Methods: Pediatric cardiac surgical operations were retrospectively identified by ICD-9-CM diagnosis and procedure codes from the Nationwide Inpatient Sample (NIS) 1988–2005 and the Kids' Inpatient Database (KID) 2003. Cases were grouped into Risk Adjustment for Congenital Heart Surgery, version 1 (RACHS-1) categories. In-hospital mortality rates and 95% confidence intervals were calculated.

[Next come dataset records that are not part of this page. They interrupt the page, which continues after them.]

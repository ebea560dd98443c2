//! Wires the mock market-data adapter and mock broker into the dual-Supertrend
//! reference policy and lets the strategy driver run it against a handful of
//! synthetic bars.
//!
//! Not built by `cargo build`; run it with `cargo run --example dual_supertrend`
//! after copying it into an `examples/` directory of a consuming project, or
//! adapt it into a binary target.

use std::sync::Arc;
use std::time::Duration;

use ferrotrade::{
    Asset, AssetKind, AssetProfile, AssetRegistry, Bar, BarCache, BracketStyle, Frequency,
    StrategyDriver, TradeConfig, TradingRestriction,
};
use ferrotrade_data::adapter::mock::MockMarketDataAdapter;
use ferrotrade_execution::broker::mock::{FillBehaviour, MockBrokerAdapter};
use ferrotrade_execution::Account;
use ferrotrade_strategy::{DualSupertrendParams, DualSupertrendPolicy};
use rust_decimal::Decimal;
use rust_decimal_macros::dec;

struct Equity;

impl AssetKind for Equity {
    fn default_profile() -> AssetProfile {
        AssetProfile {
            timezone_name: "America/New_York",
            restriction: TradingRestriction::always(),
            min_price_increment: dec!(0.01),
            min_size_increment: dec!(1),
        }
    }
}

fn minute(n: i64) -> chrono::DateTime<chrono::Utc> {
    chrono::DateTime::from_timestamp(n * 60, 0).expect("in-range timestamp")
}

#[tokio::main]
async fn main() {
    tracing_subscriber::fmt::init();

    let native = Frequency::parse("1min").expect("valid frequency literal");
    let asset: Arc<Asset<Equity>> = AssetRegistry::get::<Equity>("DEMO");

    let data_adapter = Arc::new(MockMarketDataAdapter::new());
    let seed_bars: Vec<Bar> = (0..120)
        .map(|i| {
            let price = Decimal::from(100 + i) + Decimal::new((i % 5) as i64, 1);
            Bar {
                start: minute(i),
                open: price,
                high: price + dec!(0.5),
                low: price - dec!(0.5),
                close: price,
                volume: dec!(1000),
                price,
                trade_count: None,
            }
        })
        .collect();
    data_adapter.seed("DEMO", seed_bars.clone());

    let cache = Arc::new(BarCache::new("DEMO", native, Arc::clone(&data_adapter)));
    cache
        .get(minute(0), minute(119), native, 0)
        .await
        .expect("seeded range is covered");

    let broker = Arc::new(MockBrokerAdapter::new(Account::new(dec!(1_000_000), dec!(1_000_000))));
    broker.set_fill_behaviour("DEMO", FillBehaviour::FullFillAt(dec!(150)));

    let policy = Arc::new(DualSupertrendPolicy::new(
        Arc::clone(&broker),
        DualSupertrendParams {
            short_n: 10,
            short_k: dec!(3),
            long_n: 20,
            long_k: dec!(5),
            risk_multiplier: dec!(1),
        },
        TradeConfig::new(dec!(1), dec!(25), dec!(2)),
        BracketStyle::Oco,
    ));

    let driver = StrategyDriver::new();
    driver.run(vec![(asset, Arc::clone(&cache), native)], policy);

    tokio::time::sleep(Duration::from_millis(50)).await;

    driver.stop().await;
    tracing::info!("demo run complete");
}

Results: A total of 55,164 operations from the NIS and 10,945 operations from the KID were placed into RACHS-1 categories. During the 18-year period, the overall NIS mortality rate for pediatric cardiac surgery decreased from 8.7% (95% confidence interval, 8.0% to 9.3%) to 4.6% (95% confidence interval, 4.3% to 5.0%). Mortality rates by RACHS-1 category decreased significantly as well. The KID and NIS mortality rates from comparable years were similar. Overall mortality rates derived from administrative data were higher than those from contemporary national clinical data, The Society of Thoracic Surgeons Congenital Heart Surgery Database, or published data from pediatric cardiac specialty centers. Although category-specific mortality rates were higher in administrative data than in clinical data, a minority of the relationships reached statistical significance.

Conclusions: Despite substantial improvement, mortality rates from administrative data remain higher than those from clinical data. The discrepancy may be attributable to several factors: differences in database design and composition, differences in data collection and reporting structures, and variation in data quality.